Jung My Mother and I

Then I asked him why he [Jung] had a barbe at the seminar, and at his lectures now.

Was it because he had found that we had not made progress?

He said it was difficult to get people of such diverse character together; it was a heavy task to get people together so that they can follow.

“It’s as if you are talking to a flock of geese, that all scatter as soon as you begin to talk,” he said.

“One feels they can’t stand each other. In a collectivity, people get like that.

There are jealousies and foolishnesses going on, and you have to talk into a chaos of personal feelings and get all this personal stuff out of the way so that they will become interested, and settle down and really listen.

It only flows smoothly when you can lift people out of their personal concerns, for they are thinking all sorts of things about each other, such as, ‘What a hideous hat,’ or ‘What a stupid face’ etc.

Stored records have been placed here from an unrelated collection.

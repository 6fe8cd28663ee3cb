use async_trait::async_trait;
use aws_config::SdkConfig;
use aws_sdk_lambda::primitives::Blob;
use aws_sdk_lambda::types::InvocationType;
use aws_sdk_lambda::Client;
use filedrop_core::models::NotificationPayload;
use filedrop_core::AppError;

use super::traits::Notifier;

/// Status Lambda returns when an `Event` invocation has been queued.
const EVENT_ACCEPTED_STATUS: i32 = 202;

/// Invokes the downstream Lambda function as an event; it does not wait for the result.
#[derive(Debug, Clone)]
pub struct LambdaNotifier {
    client: Client,
    function_name: String,
}

impl LambdaNotifier {
    pub fn new(aws_config: &SdkConfig, function_name: impl Into<String>) -> Self {
        Self::new_from_client(Client::new(aws_config), function_name)
    }

    pub fn new_from_client(client: Client, function_name: impl Into<String>) -> Self {
        Self {
            client,
            function_name: function_name.into(),
        }
    }

    pub fn function_name(&self) -> &str {
        &self.function_name
    }
}

pub(crate) fn encode_payload(payload: &NotificationPayload) -> Result<String, AppError> {
    serde_json::to_string(payload)
        .map_err(|e| AppError::Notification(format!("unable to serialize payload: {}", e)))
}

#[async_trait]
impl Notifier for LambdaNotifier {
    #[tracing::instrument(skip(self, payload), fields(
        aws.service.name = "lambda",
        aws.lambda.function_name = %self.function_name,
        file_id = %payload.filename
    ))]
    async fn notify_upload(&self, payload: &NotificationPayload) -> Result<(), AppError> {
        let body = encode_payload(payload)?;

        let response = self
            .client
            .invoke()
            .function_name(&self.function_name)
            .invocation_type(InvocationType::Event)
            .payload(Blob::new(body))
            .send()
            .await
            .map_err(|e| {
                AppError::Notification(format!(
                    "unable to invoke {}: {}",
                    self.function_name,
                    aws_sdk_lambda::error::DisplayErrorContext(&e)
                ))
            })?;

        if response.status_code() != EVENT_ACCEPTED_STATUS {
            return Err(AppError::Notification(format!(
                "lambda {} returned status code {}",
                self.function_name,
                response.status_code()
            )));
        }

        tracing::info!(
            function_name = %self.function_name,
            file_id = %payload.filename,
            "Lambda invoked"
        );

        Ok(())
    }
}

#[cfg(test)]
mod tests {
    use super::*;
    use filedrop_core::generate_file_id;

    #[test]
    fn payload_is_the_wire_json_object() {
        let file_id = generate_file_id(Some("report.pdf"));
        let payload = NotificationPayload::new(
            file_id.clone(),
            vec!["a@x.com".to_string()],
            "https://drop.s3.us-east-1.amazonaws.com/x".to_string(),
        );

        let body = encode_payload(&payload).unwrap();
        let json: serde_json::Value = serde_json::from_str(&body).unwrap();

        assert_eq!(json["filename"], file_id.as_str());
        assert_eq!(json["emails"], serde_json::json!(["a@x.com"]));
        assert_eq!(json["fileURL"], "https://drop.s3.us-east-1.amazonaws.com/x");
        assert_eq!(json.as_object().unwrap().len(), 3);
    }
}
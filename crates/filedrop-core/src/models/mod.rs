//! Domain models for the upload pipeline.

pub mod upload;

pub use upload::{collect_emails, NotificationPayload, UploadRecord, EMAIL_FIELD_COUNT};
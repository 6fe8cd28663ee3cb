//! Storage abstraction trait
//!
//! This module defines the Storage trait that all storage backends must implement.

use crate::StorageBackend;
use async_trait::async_trait;
use filedrop_core::AppError;
use thiserror::Error;

/// Storage operation errors
#[derive(Debug, Error)]
pub enum StorageError {
    #[error("Upload failed: {0}")]
    UploadFailed(String),

    #[error("Invalid storage key: {0}")]
    InvalidKey(String),

    #[error("IO error: {0}")]
    IoError(#[from] std::io::Error),

    #[error("Configuration error: {0}")]
    ConfigError(String),
}

impl From<StorageError> for AppError {
    fn from(err: StorageError) -> Self {
        AppError::Storage(err.to_string())
    }
}

/// Result type for storage operations
pub type StorageResult<T> = Result<T, StorageError>;

/// Storage abstraction trait
///
/// The upload handler only needs a single best-effort write that yields a durable URL.
#[async_trait]
pub trait Storage: Send + Sync {
    /// Write `data` under `storage_key` and return the durable URL of the object.
    ///
    /// An existing object with the same key is overwritten.
    async fn upload(
        &self,
        storage_key: &str,
        data: Vec<u8>,
        content_type: &str,
    ) -> StorageResult<String>;

    /// Get the storage backend type
    fn backend_type(&self) -> StorageBackend;
}
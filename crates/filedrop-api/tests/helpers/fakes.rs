//! In-memory stand-ins for the object store, record store and downstream function.

use async_trait::async_trait;
use filedrop_core::models::{NotificationPayload, UploadRecord};
use filedrop_core::AppError;
use filedrop_services::{Notifier, RecordStore, Storage, StorageBackend, StorageError, StorageResult};
use std::collections::HashMap;
use std::sync::atomic::{AtomicU32, Ordering};
use std::sync::Mutex;

#[derive(Debug, Clone)]
pub struct StoredObject {
    pub data: Vec<u8>,
    pub content_type: String,
}

/// Object store fake. Keys are recorded in upload order.
///
/// The first `failures` uploads fail; a stalled store never completes an upload.
#[derive(Default)]
pub struct MemoryStorage {
    objects: Mutex<HashMap<String, StoredObject>>,
    keys: Mutex<Vec<String>>,
    uploads_attempted: AtomicU32,
    failures: u32,
    stalled: bool,
}

impl MemoryStorage {
    pub fn failing() -> Self {
        Self::failing_first(u32::MAX)
    }

    pub fn failing_first(failures: u32) -> Self {
        Self {
            failures,
            ..Self::default()
        }
    }

    pub fn stalled() -> Self {
        Self {
            stalled: true,
            ..Self::default()
        }
    }

    pub fn url_for(key: &str) -> String {
        format!("https://test-bucket.s3.amazonaws.com/{}", key)
    }

    pub fn keys(&self) -> Vec<String> {
        self.keys.lock().unwrap().clone()
    }

    pub fn object(&self, key: &str) -> Option<StoredObject> {
        self.objects.lock().unwrap().get(key).cloned()
    }

    pub fn uploads_attempted(&self) -> u32 {
        self.uploads_attempted.load(Ordering::SeqCst)
    }
}

#[async_trait]
impl Storage for MemoryStorage {
    async fn upload(
        &self,
        storage_key: &str,
        data: Vec<u8>,
        content_type: &str,
    ) -> StorageResult<String> {
        let attempt = self.uploads_attempted.fetch_add(1, Ordering::SeqCst) + 1;
        if self.stalled {
            std::future::pending::<()>().await;
        }
        if attempt <= self.failures {
            return Err(StorageError::UploadFailed(
                "AccessDenied: bucket policy rejects PutObject".to_string(),
            ));
        }
        self.objects.lock().unwrap().insert(
            storage_key.to_string(),
            StoredObject {
                data,
                content_type: content_type.to_string(),
            },
        );
        self.keys.lock().unwrap().push(storage_key.to_string());
        Ok(Self::url_for(storage_key))
    }

    fn backend_type(&self) -> StorageBackend {
        StorageBackend::S3
    }
}

/// Record store fake. The first `failures` attempts fail.
#[derive(Default)]
pub struct RecordingRecordStore {
    records: Mutex<Vec<UploadRecord>>,
    attempts: AtomicU32,
    failures: u32,
}

impl RecordingRecordStore {
    pub fn failing_first(failures: u32) -> Self {
        Self {
            failures,
            ..Self::default()
        }
    }

    pub fn records(&self) -> Vec<UploadRecord> {
        self.records.lock().unwrap().clone()
    }

    pub fn attempts(&self) -> u32 {
        self.attempts.load(Ordering::SeqCst)
    }
}

#[async_trait]
impl RecordStore for RecordingRecordStore {
    async fn put_upload_record(&self, record: &UploadRecord) -> Result<(), AppError> {
        let attempt = self.attempts.fetch_add(1, Ordering::SeqCst) + 1;
        if attempt <= self.failures {
            return Err(AppError::RecordStore(
                "ProvisionedThroughputExceededException".to_string(),
            ));
        }
        self.records.lock().unwrap().push(record.clone());
        Ok(())
    }
}

/// Downstream function fake. The first `failures` invocations fail.
#[derive(Default)]
pub struct RecordingNotifier {
    payloads: Mutex<Vec<NotificationPayload>>,
    attempts: AtomicU32,
    failures: u32,
}

impl RecordingNotifier {
    pub fn failing_first(failures: u32) -> Self {
        Self {
            failures,
            ..Self::default()
        }
    }

    pub fn payloads(&self) -> Vec<NotificationPayload> {
        self.payloads.lock().unwrap().clone()
    }

    pub fn attempts(&self) -> u32 {
        self.attempts.load(Ordering::SeqCst)
    }
}

#[async_trait]
impl Notifier for RecordingNotifier {
    async fn notify_upload(&self, payload: &NotificationPayload) -> Result<(), AppError> {
        let attempt = self.attempts.fetch_add(1, Ordering::SeqCst) + 1;
        if attempt <= self.failures {
            return Err(AppError::Notification(
                "ResourceNotFoundException: function not found".to_string(),
            ));
        }
        self.payloads.lock().unwrap().push(payload.clone());
        Ok(())
    }
}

It’s a criss-cross of emotions going around in the room.

It is difficult to get them to an actual interest, and make them give up their distractions.

As soon as you finish making the effort to get them out of themselves, then again they instantly drop to a lower level and become self-conscious, and stare at each other.

The same happens in theaters and at concerts, but to a lesser degree.

At the seminars people are so occupied with themselves and so aware of their personal things, and trying to sniff out other people and try to find out what neurosis this one or that one has.

Of course when you are in analysis you have an interest in others.

I could just smash their heads when I come in, it’s disgusting.

You feel all that going on, also with new people.”

Then I asked him how he felt with no one to carry on [his work].

He said it was not necessary; he was leaving behind a wealth of literature, and the ones to come would glean from it.

“After all,” he said, “Nature does not produce a series of me, and after Goethe or Schopenhauer, there was no one – after all, notes etc. are kept, and I put my thoughts into them, and leave behind a great deal of literature.”

We then spoke of Zarathustra.

He said that no one had quite understood it; it was read because it was beautiful, and also there were many quotations from Nietzsche in German literature.

Nietzsche did not realize what he was doing, and he produced, like Nature, a lot of things which he did not understand or know about.

Onkel said that he first read Nietzsche in the Canton du Valais, and was first impressed with its beauty; then he saw it was an amazing tragedy: that it was a slow approach to the world of the shadow.

It is like a patient who defends himself against the growing shadows:

he grows more and more afraid of the blackness.

Nietzsche thought he was writing a gospel to the world in order to make the way for the Lord. The German soldiers read Zarathustra in the trenches: it spoke to their unconscious.

I asked him why people read Zarathustra. Was it because it was so beautiful?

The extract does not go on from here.